Work item =>
Each record should be written out exactly as given.

Dataset entries =>
········

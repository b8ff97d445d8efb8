mod common;

use common::{books, quotes, register, seed_tiny_catalog, setup, FixedClock};
use quotr_core::{BookDraft, CatalogError, Missing, PageRequest, QuoteDraft, ValidationError};

#[test]
fn create_and_get_book() {
    let conn = setup();
    let clock = FixedClock::new(10);
    let tiny = register(&conn, "tiny");
    let service = books(&conn, &tiny, &clock);

    let created = service
        .create_book(&BookDraft::new(" Dune ", "Frank Herbert"))
        .unwrap();
    assert_eq!(created.title, "Dune");
    assert_eq!(created.owner_id, tiny.user_id());
    assert_eq!(created.created_at, 10);
    assert_eq!(created.modified_at, 10);

    assert_eq!(service.get_book(created.id).unwrap(), created);
}

#[test]
fn update_book_refreshes_modified_and_keeps_owner() {
    let conn = setup();
    let clock = FixedClock::new(10);
    let tiny = register(&conn, "tiny");
    let service = books(&conn, &tiny, &clock);
    let created = service
        .create_book(&BookDraft::new("Dune", "Herbert"))
        .unwrap();

    clock.set(500);
    let updated = service
        .update_book(created.id, &BookDraft::new("Dune Messiah", "Frank Herbert"))
        .unwrap();
    assert_eq!(updated.title, "Dune Messiah");
    assert_eq!(updated.author, "Frank Herbert");
    assert_eq!(updated.owner_id, created.owner_id);
    assert_eq!(updated.created_at, 10);
    assert_eq!(updated.modified_at, 500);
}

#[test]
fn update_book_rejects_blank_title() {
    let conn = setup();
    let clock = FixedClock::new(10);
    let tiny = register(&conn, "tiny");
    let service = books(&conn, &tiny, &clock);
    let created = service
        .create_book(&BookDraft::new("Dune", "Herbert"))
        .unwrap();

    let err = service
        .update_book(created.id, &BookDraft::new("", "Herbert"))
        .unwrap_err();
    assert!(matches!(
        err,
        CatalogError::Validation(ValidationError::Blank { field: "title" })
    ));
    assert_eq!(service.get_book(created.id).unwrap().title, "Dune");
}

#[test]
fn rejected_book_update_leaves_no_open_transaction() {
    let conn = setup();
    let clock = FixedClock::new(10);
    let tiny = register(&conn, "tiny");
    let other = register(&conn, "other");
    let service = books(&conn, &tiny, &clock);
    let created = service
        .create_book(&BookDraft::new("Dune", "Herbert"))
        .unwrap();

    service
        .update_book(created.id, &BookDraft::new("Dune", ""))
        .unwrap_err();
    assert!(conn.is_autocommit());
    assert!(books(&conn, &other, &clock)
        .update_book(created.id, &BookDraft::new("Stolen", "Thief"))
        .unwrap_err()
        .is_not_found());
    assert!(conn.is_autocommit());

    clock.advance(5);
    let updated = service
        .update_book(created.id, &BookDraft::new("Dune Messiah", "Herbert"))
        .unwrap();
    assert_eq!(updated.title, "Dune Messiah");
    assert_eq!(updated.modified_at, 15);
}

#[test]
fn book_detail_lists_attached_quotes() {
    let conn = setup();
    let clock = FixedClock::new(0);
    let tiny = register(&conn, "tiny");
    let (book_id, [first, second]) = seed_tiny_catalog(&conn, &tiny, &clock);

    let detail = books(&conn, &tiny, &clock).get_book_detail(book_id).unwrap();
    assert_eq!(detail.book.id, book_id);
    let ids: Vec<_> = detail.quotes.iter().map(|quote| quote.id).collect();
    assert_eq!(ids, vec![first, second]);
}

#[test]
fn book_detail_includes_quotes_owned_by_other_users() {
    let conn = setup();
    let clock = FixedClock::new(0);
    let tiny = register(&conn, "tiny");
    let other = register(&conn, "other");
    let (book_id, _) = seed_tiny_catalog(&conn, &tiny, &clock);

    let foreign = quotes(&conn, &other, &clock)
        .create_quote(&QuoteDraft::new(book_id, "Borrowed words", None))
        .unwrap();
    assert_eq!(foreign.owner_id, other.user_id());

    let detail = books(&conn, &tiny, &clock).get_book_detail(book_id).unwrap();
    assert_eq!(detail.quotes.len(), 3);
    assert!(detail.quotes.iter().any(|quote| quote.id == foreign.id));

    // The quote stays private to its owner in quote listings.
    let tiny_quotes = quotes(&conn, &tiny, &clock)
        .list_quotes(None, PageRequest::first())
        .unwrap();
    assert!(tiny_quotes
        .items
        .iter()
        .all(|entry| entry.quote.id != foreign.id));
}

#[test]
fn deleting_book_cascades_to_quotes() {
    let conn = setup();
    let clock = FixedClock::new(0);
    let tiny = register(&conn, "tiny");
    let (book_id, [first, second]) = seed_tiny_catalog(&conn, &tiny, &clock);
    let keep = books(&conn, &tiny, &clock)
        .create_book(&BookDraft::new("Other Book", "Someone"))
        .unwrap();
    let kept_quote = quotes(&conn, &tiny, &clock)
        .create_quote(&QuoteDraft::new(keep.id, "still here", None))
        .unwrap();

    books(&conn, &tiny, &clock).delete_book(book_id).unwrap();

    let quote_service = quotes(&conn, &tiny, &clock);
    for id in [first, second] {
        assert!(matches!(
            quote_service.get_quote(id).unwrap_err(),
            CatalogError::NotFound(Missing::Quote(_))
        ));
    }
    let remaining: i64 = conn
        .query_row("SELECT COUNT(*) FROM quotes WHERE book_id = ?1;", [book_id], |row| {
            row.get(0)
        })
        .unwrap();
    assert_eq!(remaining, 0);
    assert_eq!(quote_service.get_quote(kept_quote.id).unwrap(), kept_quote);

    let err = books(&conn, &tiny, &clock).get_book(book_id).unwrap_err();
    assert!(matches!(err, CatalogError::NotFound(Missing::Book(id)) if id == book_id));
}

#[test]
fn list_books_orders_by_most_recently_modified() {
    let conn = setup();
    let clock = FixedClock::new(0);
    let tiny = register(&conn, "tiny");
    let service = books(&conn, &tiny, &clock);

    let first = service.create_book(&BookDraft::new("First", "A")).unwrap();
    clock.advance(10);
    let second = service.create_book(&BookDraft::new("Second", "B")).unwrap();
    clock.advance(10);
    service
        .update_book(first.id, &BookDraft::new("First (revised)", "A"))
        .unwrap();

    let page = service.list_books(PageRequest::first()).unwrap();
    let ids: Vec<_> = page.items.iter().map(|book| book.id).collect();
    assert_eq!(ids, vec![first.id, second.id]);
}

········

Expected answer =>
repository b8ff97d445d8efb8
mod common;

use common::{books, quotes, register, seed_tiny_catalog, setup, FixedClock};
use quotr_core::{BookDraft, CatalogError, Missing, PageRequest, QuoteDraft, ValidationError};

#[test]
fn create_and_get_book() {
    let conn = setup();
    let clock = FixedClock::new(10);
    let tiny = register(&conn, "tiny");
    let service = books(&conn, &tiny, &clock);

    let created = service
        .create_book(&BookDraft::new(" Dune ", "Frank Herbert"))
        .unwrap();
    assert_eq!(created.title, "Dune");
    assert_eq!(created.owner_id, tiny.user_id());
    assert_eq!(created.created_at, 10);
    assert_eq!(created.modified_at, 10);

    assert_eq!(service.get_book(created.id).unwrap(), created);
}

#[test]
fn update_book_refreshes_modified_and_keeps_owner() {
    let conn = setup();
    let clock = FixedClock::new(10);
    let tiny = register(&conn, "tiny");
    let service = books(&conn, &tiny, &clock);
    let created = service
        .create_book(&BookDraft::new("Dune", "Herbert"))
        .unwrap();

    clock.set(500);
    let updated = service
        .update_book(created.id, &BookDraft::new("Dune Messiah", "Frank Herbert"))
        .unwrap();
    assert_eq!(updated.title, "Dune Messiah");
    assert_eq!(updated.author, "Frank Herbert");
    assert_eq!(updated.owner_id, created.owner_id);
    assert_eq!(updated.created_at, 10);
    assert_eq!(updated.modified_at, 500);
}

#[test]
fn update_book_rejects_blank_title() {
    let conn = setup();
    let clock = FixedClock::new(10);
    let tiny = register(&conn, "tiny");
    let service = books(&conn, &tiny, &clock);
    let created = service
        .create_book(&BookDraft::new("Dune", "Herbert"))
        .unwrap();

    let err = service
        .update_book(created.id, &BookDraft::new("", "Herbert"))
        .unwrap_err();
    assert!(matches!(
        err,
        CatalogError::Validation(ValidationError::Blank { field: "title" })
    ));
    assert_eq!(service.get_book(created.id).unwrap().title, "Dune");
}

#[test]
fn rejected_book_update_leaves_no_open_transaction() {
    let conn = setup();
    let clock = FixedClock::new(10);
    let tiny = register(&conn, "tiny");
    let other = register(&conn, "other");
    let service = books(&conn, &tiny, &clock);
    let created = service
        .create_book(&BookDraft::new("Dune", "Herbert"))
        .unwrap();

    service
        .update_book(created.id, &BookDraft::new("Dune", ""))
        .unwrap_err();
    assert!(conn.is_autocommit());
    assert!(books(&conn, &other, &clock)
        .update_book(created.id, &BookDraft::new("Stolen", "Thief"))
        .unwrap_err()
        .is_not_found());
    assert!(conn.is_autocommit());

    clock.advance(5);
    let updated = service
        .update_book(created.id, &BookDraft::new("Dune Messiah", "Herbert"))
        .unwrap();
    assert_eq!(updated.title, "Dune Messiah");
    assert_eq!(updated.modified_at, 15);
}

#[test]
fn book_detail_lists_attached_quotes() {
    let conn = setup();
    let clock = FixedClock::new(0);
    let tiny = register(&conn, "tiny");
    let (book_id, [first, second]) = seed_tiny_catalog(&conn, &tiny, &clock);

    let detail = books(&conn, &tiny, &clock).get_book_detail(book_id).unwrap();
    assert_eq!(detail.book.id, book_id);
    let ids: Vec<_> = detail.quotes.iter().map(|quote| quote.id).collect();
    assert_eq!(ids, vec![first, second]);
}

#[test]
fn book_detail_includes_quotes_owned_by_other_users() {
    let conn = setup();
    let clock = FixedClock::new(0);
    let tiny = register(&conn, "tiny");
    let other = register(&conn, "other");
    let (book_id, _) = seed_tiny_catalog(&conn, &tiny, &clock);

    let foreign = quotes(&conn, &other, &clock)
        .create_quote(&QuoteDraft::new(book_id, "Borrowed words", None))
        .unwrap();
    assert_eq!(foreign.owner_id, other.user_id());

    let detail = books(&conn, &tiny, &clock).get_book_detail(book_id).unwrap();
    assert_eq!(detail.quotes.len(), 3);
    assert!(detail.quotes.iter().any(|quote| quote.id == foreign.id));

    // The quote stays private to its owner in quote listings.
    let tiny_quotes = quotes(&conn, &tiny, &clock)
        .list_quotes(None, PageRequest::first())
        .unwrap();
    assert!(tiny_quotes
        .items
        .iter()
        .all(|entry| entry.quote.id != foreign.id));
}

#[test]
fn deleting_book_cascades_to_quotes() {
    let conn = setup();
    let clock = FixedClock::new(0);
    let tiny = register(&conn, "tiny");
    let (book_id, [first, second]) = seed_tiny_catalog(&conn, &tiny, &clock);
    let keep = books(&conn, &tiny, &clock)
        .create_book(&BookDraft::new("Other Book", "Someone"))
        .unwrap();
    let kept_quote = quotes(&conn, &tiny, &clock)
        .create_quote(&QuoteDraft::new(keep.id, "still here", None))
        .unwrap();

    books(&conn, &tiny, &clock).delete_book(book_id).unwrap();

    let quote_service = quotes(&conn, &tiny, &clock);
    for id in [first, second] {
        assert!(matches!(
            quote_service.get_quote(id).unwrap_err(),
            CatalogError::NotFound(Missing::Quote(_))
        ));
    }
    let remaining: i64 = conn
        .query_row("SELECT COUNT(*) FROM quotes WHERE book_id = ?1;", [book_id], |row| {
            row.get(0)
        })
        .unwrap();
    assert_eq!(remaining, 0);
    assert_eq!(quote_service.get_quote(kept_quote.id).unwrap(), kept_quote);

    let err = books(&conn, &tiny, &clock).get_book(book_id).unwrap_err();
    assert!(matches!(err, CatalogError::NotFound(Missing::Book(id)) if id == book_id));
}

#[test]
fn list_books_orders_by_most_recently_modified() {
    let conn = setup();
    let clock = FixedClock::new(0);
    let tiny = register(&conn, "tiny");
    let service = books(&conn, &tiny, &clock);

    let first = service.create_book(&BookDraft::new("First", "A")).unwrap();
    clock.advance(10);
    let second = service.create_book(&BookDraft::new("Second", "B")).unwrap();
    clock.advance(10);
    service
        .update_book(first.id, &BookDraft::new("First (revised)", "A"))
        .unwrap();

    let page = service.list_books(PageRequest::first()).unwrap();
    let ids: Vec<_> = page.items.iter().map(|book| book.id).collect();
    assert_eq!(ids, vec![first.id, second.id]);
}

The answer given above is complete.